//! sfdi CLI — command-line interface for optical-property recovery.

use clap::{Args, Parser, Subcommand, ValueEnum};
use nalgebra::DMatrix;
use std::path::{Path, PathBuf};

use sfdi_core::fringes;
use sfdi_core::processor::{OpticalProperties, ProcessConfig, Processor};
use sfdi_core::table::{GridRange, LookupTable};
use sfdi_core::{DiffusionModel, FrequencyPair, InterpMethod};

type CliError = Box<dyn std::error::Error>;
type CliResult<T> = Result<T, CliError>;

#[derive(Parser)]
#[command(name = "sfdi")]
#[command(
    about = "Recover absorption and reduced scattering maps from spatial frequency domain imaging sequences"
)]
#[command(version)]
struct Cli {
    #[command(subcommand)]
    command: Commands,
}

#[derive(Subcommand)]
enum Commands {
    /// Demodulate, calibrate and invert a sample/reference image pair.
    Process(CliProcessArgs),

    /// Render phase-stepped fringe patterns to PNG files.
    Fringes(CliFringesArgs),

    /// Build a forward-model lookup table and write it as JSON.
    Table(CliTableArgs),

    /// Print the model reflectance of one medium.
    Model {
        /// Absorption coefficient.
        #[arg(long)]
        mu_a: f64,

        /// Reduced scattering coefficient.
        #[arg(long)]
        mu_sp: f64,

        /// Refractive index of the medium.
        #[arg(long, default_value = "1.43")]
        refr_index: f64,

        #[command(flatten)]
        freq: CliFreqArgs,
    },
}

#[derive(Debug, Clone, Args)]
struct CliProcessArgs {
    /// Sample fringe images in phase order (at least 3).
    #[arg(long, num_args = 3.., required = true)]
    sample: Vec<PathBuf>,

    /// Reference-standard fringe images in phase order (at least 3).
    #[arg(long, num_args = 3.., required = true)]
    reference: Vec<PathBuf>,

    /// Path to write the summary JSON. Defaults to a timestamped name;
    /// with --runs > 1 the run index is appended either way.
    #[arg(long)]
    out: Option<PathBuf>,

    /// Repeat the measurement this many times, one output file per run.
    #[arg(long, default_value = "1")]
    runs: usize,

    /// Refractive index of the measured medium.
    #[arg(long, default_value = "1.43")]
    refr_index: f64,

    /// Refractive index the lookup grid is generated at (tissue default),
    /// independent of --refr-index.
    #[arg(long, default_value = "1.43")]
    table_refr_index: f64,

    /// Known absorption of the reference standard.
    #[arg(long, default_value = "0.01")]
    ref_mu_a: f64,

    /// Known reduced scattering of the reference standard.
    #[arg(long, default_value = "1.0")]
    ref_mu_sp: f64,

    /// Gaussian smoothing width in pixels; 0 disables smoothing.
    #[arg(long, default_value = "3.0")]
    sigma: f64,

    /// Interpolation method of the per-pixel inversion.
    #[arg(long, value_enum, default_value_t = InterpMethodArg::Cubic)]
    method: InterpMethodArg,

    /// Reuse a lookup table previously written by `sfdi table`.
    #[arg(long)]
    table: Option<PathBuf>,

    #[command(flatten)]
    freq: CliFreqArgs,

    #[command(flatten)]
    grid: CliGridArgs,
}

#[derive(Debug, Clone, Args)]
struct CliFringesArgs {
    /// Directory to write the pattern PNGs into.
    #[arg(long)]
    out_dir: PathBuf,

    /// Spatial frequency in cycles per pixel.
    #[arg(long, default_value = "0.05")]
    freq: f64,

    /// Number of phase steps.
    #[arg(long, default_value = "3")]
    phases: usize,

    /// Modulation orientation in radians (0 modulates along x).
    #[arg(long, default_value = "0.0")]
    orientation: f64,

    /// Pattern width in pixels.
    #[arg(long, default_value = "1920")]
    width: usize,

    /// Pattern height in pixels.
    #[arg(long, default_value = "1080")]
    height: usize,

    /// Threshold the sinusoid into a two-level pattern.
    #[arg(long)]
    binary: bool,
}

#[derive(Debug, Clone, Args)]
struct CliTableArgs {
    /// Path to write the table (JSON).
    #[arg(long)]
    out: PathBuf,

    /// Refractive index the grid is generated at.
    #[arg(long, default_value = "1.43")]
    refr_index: f64,

    #[command(flatten)]
    freq: CliFreqArgs,

    #[command(flatten)]
    grid: CliGridArgs,
}

#[derive(Debug, Clone, Copy, Args)]
struct CliFreqArgs {
    /// Baseline spatial frequency (1/mm).
    #[arg(long, default_value = "0.0")]
    freq_dc: f64,

    /// Modulated spatial frequency (1/mm).
    #[arg(long, default_value = "0.2")]
    freq_ac: f64,
}

impl CliFreqArgs {
    fn to_core(self) -> FrequencyPair {
        FrequencyPair::new(self.freq_dc, self.freq_ac)
    }
}

#[derive(Debug, Clone, Copy, Args)]
struct CliGridArgs {
    /// Absorption grid start (1/mm).
    #[arg(long, default_value = "0.0")]
    mu_a_start: f64,

    /// Absorption grid stop, exclusive (1/mm).
    #[arg(long, default_value = "0.5")]
    mu_a_stop: f64,

    /// Absorption grid step (1/mm).
    #[arg(long, default_value = "0.001")]
    mu_a_step: f64,

    /// Scattering grid start (1/mm).
    #[arg(long, default_value = "0.1")]
    mu_sp_start: f64,

    /// Scattering grid stop, exclusive (1/mm).
    #[arg(long, default_value = "5.0")]
    mu_sp_stop: f64,

    /// Scattering grid step (1/mm).
    #[arg(long, default_value = "0.01")]
    mu_sp_step: f64,
}

impl CliGridArgs {
    fn mu_a_range(self) -> GridRange {
        GridRange::new(self.mu_a_start, self.mu_a_stop, self.mu_a_step)
    }

    fn mu_sp_range(self) -> GridRange {
        GridRange::new(self.mu_sp_start, self.mu_sp_stop, self.mu_sp_step)
    }
}

#[derive(Debug, Clone, Copy, ValueEnum)]
enum InterpMethodArg {
    Cubic,
    Linear,
    Nearest,
}

impl InterpMethodArg {
    fn to_core(self) -> InterpMethod {
        match self {
            Self::Cubic => InterpMethod::Cubic,
            Self::Linear => InterpMethod::Linear,
            Self::Nearest => InterpMethod::Nearest,
        }
    }
}

fn main() -> CliResult<()> {
    tracing_subscriber::fmt()
        .with_env_filter(
            tracing_subscriber::EnvFilter::try_from_default_env()
                .unwrap_or_else(|_| tracing_subscriber::EnvFilter::new("info")),
        )
        .init();

    let cli = Cli::parse();

    match cli.command {
        Commands::Process(args) => run_process(&args),
        Commands::Fringes(args) => run_fringes(&args),
        Commands::Table(args) => run_table(&args),
        Commands::Model {
            mu_a,
            mu_sp,
            refr_index,
            freq,
        } => run_model(mu_a, mu_sp, refr_index, freq.to_core()),
    }
}

// ── shared helpers ─────────────────────────────────────────────────────

/// Load a grayscale image as a row-major intensity matrix.
fn load_gray(path: &Path) -> CliResult<DMatrix<f64>> {
    let img = image::open(path)
        .map_err(|e| -> CliError { format!("failed to open image {}: {}", path.display(), e).into() })?
        .to_luma8();
    let (w, h) = img.dimensions();
    Ok(DMatrix::from_fn(h as usize, w as usize, |r, c| {
        img.get_pixel(c as u32, r as u32)[0] as f64
    }))
}

fn load_sequence(paths: &[PathBuf]) -> CliResult<Vec<DMatrix<f64>>> {
    paths.iter().map(|p| load_gray(p)).collect()
}

/// Serialize with 4-space indentation.
fn to_json_pretty<T: serde::Serialize>(value: &T) -> CliResult<String> {
    let mut buf = Vec::new();
    let fmt = serde_json::ser::PrettyFormatter::with_indent(b"    ");
    let mut ser = serde_json::Serializer::with_formatter(&mut buf, fmt);
    value.serialize(&mut ser)?;
    Ok(String::from_utf8(buf)?)
}

// ── process ────────────────────────────────────────────────────────────

fn run_process(args: &CliProcessArgs) -> CliResult<()> {
    let config = ProcessConfig {
        refr_index: args.refr_index,
        reference: OpticalProperties {
            mu_a: args.ref_mu_a,
            mu_sp: args.ref_mu_sp,
        },
        table_refr_index: args.table_refr_index,
        mu_a_range: args.grid.mu_a_range(),
        mu_sp_range: args.grid.mu_sp_range(),
        freq: args.freq.to_core(),
        gaussian_sigma: args.sigma,
        interp_method: args.method.to_core(),
    };

    tracing::info!("Loading {} sample images", args.sample.len());
    let sample = load_sequence(&args.sample)?;
    tracing::info!("Loading {} reference images", args.reference.len());
    let reference = load_sequence(&args.reference)?;

    let processor = match &args.table {
        Some(path) => {
            tracing::info!("Loading lookup table from {}", path.display());
            let table: LookupTable = serde_json::from_str(&std::fs::read_to_string(path)?)?;
            Processor::with_table(config, table)?
        }
        None => {
            tracing::info!(
                "Building lookup table ({} x {} grid)",
                config.mu_a_range.len(),
                config.mu_sp_range.len()
            );
            Processor::new(config)?
        }
    };

    let stamp = chrono::Local::now().format("%Y%m%d_%H%M%S");
    for run in 0..args.runs.max(1) {
        let out = processor.process(&sample, &reference)?;
        tracing::info!(
            "Run {}: mu_a = {:.4} +/- {:.4}, mu_sp = {:.4} +/- {:.4} ({} valid pixels of {})",
            run,
            out.summary.absorption,
            out.summary.absorption_std_dev,
            out.summary.scattering,
            out.summary.scattering_std_dev,
            out.maps.mu_a.iter().filter(|v| !v.is_nan()).count(),
            out.maps.mu_a.len(),
        );

        let path = match &args.out {
            Some(p) if args.runs <= 1 => p.clone(),
            Some(p) => with_run_index(p, run),
            None => PathBuf::from(format!("sfdi_{}_run{}.json", stamp, run)),
        };
        std::fs::write(&path, to_json_pretty(&out.summary)?)?;
        tracing::info!("Summary written to {}", path.display());
    }

    Ok(())
}

/// `results.json` + run 2 -> `results_run2.json`.
fn with_run_index(path: &Path, run: usize) -> PathBuf {
    let stem = path.file_stem().and_then(|s| s.to_str()).unwrap_or("sfdi");
    let ext = path.extension().and_then(|s| s.to_str()).unwrap_or("json");
    path.with_file_name(format!("{}_run{}.{}", stem, run, ext))
}

// ── fringes ────────────────────────────────────────────────────────────

fn run_fringes(args: &CliFringesArgs) -> CliResult<()> {
    let patterns = if args.binary {
        fringes::binary_patterns(
            args.freq,
            args.phases,
            args.orientation,
            args.width,
            args.height,
        )
    } else {
        fringes::sinusoidal_patterns(
            args.freq,
            args.phases,
            args.orientation,
            args.width,
            args.height,
        )
    };

    std::fs::create_dir_all(&args.out_dir)?;
    for (i, p) in patterns.iter().enumerate() {
        let img = image::GrayImage::from_fn(args.width as u32, args.height as u32, |x, y| {
            let v = p[(y as usize, x as usize)];
            image::Luma([(v * 255.0).round().clamp(0.0, 255.0) as u8])
        });
        let path = args.out_dir.join(format!("fringe_{:02}.png", i));
        img.save(&path)
            .map_err(|e| -> CliError { format!("failed to write {}: {}", path.display(), e).into() })?;
        tracing::info!("Pattern written to {}", path.display());
    }

    Ok(())
}

// ── table ──────────────────────────────────────────────────────────────

fn run_table(args: &CliTableArgs) -> CliResult<()> {
    let mu_a = args.grid.mu_a_range();
    let mu_sp = args.grid.mu_sp_range();
    tracing::info!(
        "Building lookup table: {} x {} = {} points",
        mu_a.len(),
        mu_sp.len(),
        mu_a.len() * mu_sp.len()
    );

    let table = LookupTable::build(mu_a, mu_sp, args.refr_index, args.freq.to_core())?;

    let (mut ac_min, mut ac_max) = (f64::INFINITY, f64::NEG_INFINITY);
    let (mut dc_min, mut dc_max) = (f64::INFINITY, f64::NEG_INFINITY);
    for p in table.points() {
        ac_min = ac_min.min(p.r_ac);
        ac_max = ac_max.max(p.r_ac);
        dc_min = dc_min.min(p.r_dc);
        dc_max = dc_max.max(p.r_dc);
    }
    tracing::info!("R_AC range: [{:.4}, {:.4}]", ac_min, ac_max);
    tracing::info!("R_DC range: [{:.4}, {:.4}]", dc_min, dc_max);

    std::fs::write(&args.out, to_json_pretty(&table)?)?;
    tracing::info!("Table written to {}", args.out.display());

    Ok(())
}

// ── model ──────────────────────────────────────────────────────────────

fn run_model(mu_a: f64, mu_sp: f64, refr_index: f64, freq: FrequencyPair) -> CliResult<()> {
    let model = DiffusionModel::new(refr_index, freq);
    let r = model.reflectance(mu_a, mu_sp)?;

    println!("Diffusion model reflectance");
    println!("  mu_a:        {}", mu_a);
    println!("  mu_sp:       {}", mu_sp);
    println!("  refr index:  {}", refr_index);
    println!("  frequencies: dc={} ac={}", freq.dc, freq.ac);
    println!("  R_eff:       {:.6}", model.effective_reflection());
    println!("  R_DC:        {:.6}", r.dc);
    println!("  R_AC:        {:.6}", r.ac);

    Ok(())
}

#[cfg(test)]
mod tests {
    use super::*;

    #[test]
    fn test_table_index_independent_of_medium_index() {
        // The lookup grid defaults to the tissue index even when the
        // measured medium's index is overridden.
        let cli = Cli::try_parse_from([
            "sfdi", "process", "--sample", "a.png", "b.png", "c.png", "--reference", "d.png",
            "e.png", "f.png", "--refr-index", "1.37",
        ])
        .expect("parseable");
        let Commands::Process(args) = cli.command else {
            panic!("expected process subcommand");
        };
        assert_eq!(args.refr_index, 1.37);
        assert_eq!(args.table_refr_index, 1.43);

        let cli = Cli::try_parse_from([
            "sfdi", "process", "--sample", "a.png", "b.png", "c.png", "--reference", "d.png",
            "e.png", "f.png", "--table-refr-index", "1.4",
        ])
        .expect("parseable");
        let Commands::Process(args) = cli.command else {
            panic!("expected process subcommand");
        };
        assert_eq!(args.table_refr_index, 1.4);
    }
}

----

#### EXERCISE INSTRUCTIONS:
Filter the listing for the word "Building" and copy every line that holds it.

#### REPLY TO THE TASK:
                "Building lookup table ({} x {} grid)",
        "Building lookup table: {} x {} = {} points",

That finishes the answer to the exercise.